Banging My Head Against Recursive Functions

In my short time studying web development, I’ve come across some tricky concepts — scope, closure, the concurrence model, etc. — but one of the hardest to wrap my head around has been recursion. I’ve spent literally hours banging my head against one recursive function or another, trying to understand what’s going on.

In this post, I’ll take a deep dive into an example provided by Marijn Haverbeke in his book Eloquent JavaScript.

Let’s get straight to it. What is recursion? A recursive function is a function that calls itself. If you didn’t know functions could that, well, they can! You can think of recursion the same way you think about loops — both repeat some code until some condition is met.

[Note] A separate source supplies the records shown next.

use crate::error::{Error, EstimatorResult};
use crate::utils::uint::{U256, pow10};
use error_stack::{ResultExt, report};

/// Exact value of a decimal string: `mantissa / 10^scale`
#[derive(Debug, Clone, Copy, PartialEq, Eq)]
pub struct ParsedDecimal {
    pub mantissa: U256,
    /// Number of significant fractional digits, trailing zeros removed
    pub scale: u32,
}

impl ParsedDecimal {
    pub fn is_integer(&self) -> bool {
        self.scale == 0
    }
}

/// Parses a non-negative plain decimal (`"12"`, `"0.000001"`, `"1."`, `".5"`).
/// Signs, exponents, separators and empty input are rejected.
pub fn parse_decimal(s: &str) -> EstimatorResult<ParsedDecimal> {
    let s = s.trim();
    let invalid = || report!(Error::InvalidAmount(format!("{s:?} is not a non-negative decimal")));

    let (integer_part, fraction_part) = match s.split_once('.') {
        Some((integer_part, fraction_part)) => (integer_part, fraction_part),
        None => (s, ""),
    };
    let all_digits = |part: &str| part.bytes().all(|b| b.is_ascii_digit());
    if integer_part.is_empty() && fraction_part.is_empty() {
        return Err(invalid());
    }
    if !all_digits(integer_part) || !all_digits(fraction_part) {
        return Err(invalid());
    }

    let fraction_part = fraction_part.trim_end_matches('0');
    let digits = format!("{integer_part}{fraction_part}");
    let digits = digits.trim_start_matches('0');
    let mantissa = if digits.is_empty() {
        U256::zero()
    } else {
        U256::from_dec_str(digits)
            .map_err(|_| invalid())
            .attach_printable("Value does not fit in 256 bits")?
    };

    Ok(ParsedDecimal {
        mantissa,
        scale: fraction_part.len() as u32,
    })
}

/// Converts a human-entered decimal amount into integer base units.
///
/// `normalize("0.000001", 18) == 10^12`. Amounts carrying more significant
/// fractional digits than `decimals` are rejected, not truncated.
pub fn normalize(amount: &str, decimals: u8) -> EstimatorResult<U256> {
    let parsed = parse_decimal(amount)?;
    let decimals = u32::from(decimals);
    if parsed.scale > decimals {
        return Err(report!(Error::InvalidAmount(format!(
            "{} has more than {decimals} fractional digits",
            amount.trim()
        ))));
    }
    if parsed.mantissa.is_zero() {
        return Ok(U256::zero());
    }

    let too_large = format!("{} is too large for {decimals} decimals", amount.trim());
    let factor =
        pow10(decimals - parsed.scale).change_context(Error::InvalidAmount(too_large.clone()))?;
    parsed
        .mantissa
        .checked_mul(factor)
        .ok_or_else(|| report!(Error::InvalidAmount(too_large)))
}

/// Inverse of [`normalize`]: renders base units as a decimal string without trailing zeros
pub fn denormalize(base_units: U256, decimals: u8) -> String {
    let digits = base_units.to_string();
    let decimals = usize::from(decimals);
    if decimals == 0 {
        return digits;
    }

    let padded = format!("{digits:0>width$}", width = decimals + 1);
    let (integer_part, fraction_part) = padded.split_at(padded.len() - decimals);
    let fraction_part = fraction_part.trim_end_matches('0');
    if fraction_part.is_empty() {
        integer_part.to_string()
    } else {
        format!("{integer_part}.{fraction_part}")
    }
}

#[cfg(test)]
mod tests {
    use super::*;

    fn u(value: u128) -> U256 {
        U256::from(value)
    }

    #[test]
    fn test_normalize() {
        assert_eq!(normalize("0.000001", 18).unwrap(), u(1_000_000_000_000));
        assert_eq!(normalize("123.456789", 6).unwrap(), u(123_456_789));
        assert_eq!(normalize("1", 18).unwrap(), u(1_000_000_000_000_000_000));
        assert_eq!(normalize("0", 18).unwrap(), U256::zero());
        assert_eq!(normalize(" 42 ", 0).unwrap(), u(42));
        assert_eq!(normalize(".5", 1).unwrap(), u(5));
        assert_eq!(normalize("2.", 2).unwrap(), u(200));
    }

    #[test]
    fn test_normalize_ignores_trailing_fraction_zeros() {
        assert_eq!(normalize("1.500000", 2).unwrap(), u(150));
    }

    #[test]
    fn test_normalize_rejects_malformed_input() {
        for input in ["", ".", "abc", "-1", "+1", "1e18", "1.2.3", "1,5", "0x10", "NaN"] {
            let err = normalize(input, 18).unwrap_err();
            assert!(
                matches!(err.current_context(), Error::InvalidAmount(_)),
                "{input:?} should be an invalid amount"
            );
        }
    }

    #[test]
    fn test_normalize_rejects_excess_precision() {
        let err = normalize("0.0000001", 6).unwrap_err();
        assert!(matches!(err.current_context(), Error::InvalidAmount(_)));
    }

    #[test]
    fn test_normalize_rejects_overflow() {
        let err = normalize("1", 78).unwrap_err();
        assert!(matches!(err.current_context(), Error::InvalidAmount(_)));

        let huge = "9".repeat(80);
        let err = normalize(&huge, 0).unwrap_err();
        assert!(matches!(err.current_context(), Error::InvalidAmount(_)));
    }

    #[test]
    fn test_normalize_zero_with_wide_decimals() {
        assert_eq!(normalize("0", 78).unwrap(), U256::zero());
        assert_eq!(normalize("0.00", u8::MAX).unwrap(), U256::zero());
    }

    #[test]
    fn test_denormalize() {
        assert_eq!(denormalize(u(1_000_000_000_000), 18), "0.000001");
        assert_eq!(denormalize(u(123_456_789), 6), "123.456789");
        assert_eq!(denormalize(u(1_000_000_000_000_000_000), 18), "1");
        assert_eq!(denormalize(U256::zero(), 18), "0");
        assert_eq!(denormalize(u(42), 0), "42");
        assert_eq!(denormalize(u(150), 2), "1.5");
    }

    #[test]
    fn test_round_trip_is_numerically_exact() {
        let cases = [
            ("0.000001", 18, "0.000001"),
            ("1.50", 6, "1.5"),
            ("000123.4500", 4, "123.45"),
            ("987654321.123456789012345678", 18, "987654321.123456789012345678"),
            ("7", 0, "7"),
        ];
        for (input, decimals, expected) in cases {
            let base_units = normalize(input, decimals).unwrap();
            assert_eq!(denormalize(base_units, decimals), expected, "{input}");
        }
    }

    #[test]
    fn test_parse_decimal() {
        let parsed = parse_decimal("0.50").unwrap();
        assert_eq!(parsed, ParsedDecimal { mantissa: u(5), scale: 1 });
        assert!(!parsed.is_integer());
        assert!(parse_decimal("10.000").unwrap().is_integer());
    }
}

Here’s an example, also from Eloquent JavaScript:

function power(base, exponent) {
  if (exponent == 0) {
    return 1;
  } else {
    return base * power(base, exponent - 1);
  }
}

The function above will find the result of a number (the base) to the power of some other number (the exponent). I had to stare at it for a while before I understood what was going on, but it did eventually make sense. Let’s walk through it.

1. When power() is called, it first checks to see whether the exponent passed to it is 0. As some of us may remember from high school algebra, anything to the power of 0 is 1. So, if the exponent is equal to 0, power() returns 1.
2. If the exponent is anything other than 0, power() returns the base that was passed to it multiplied by another call to power().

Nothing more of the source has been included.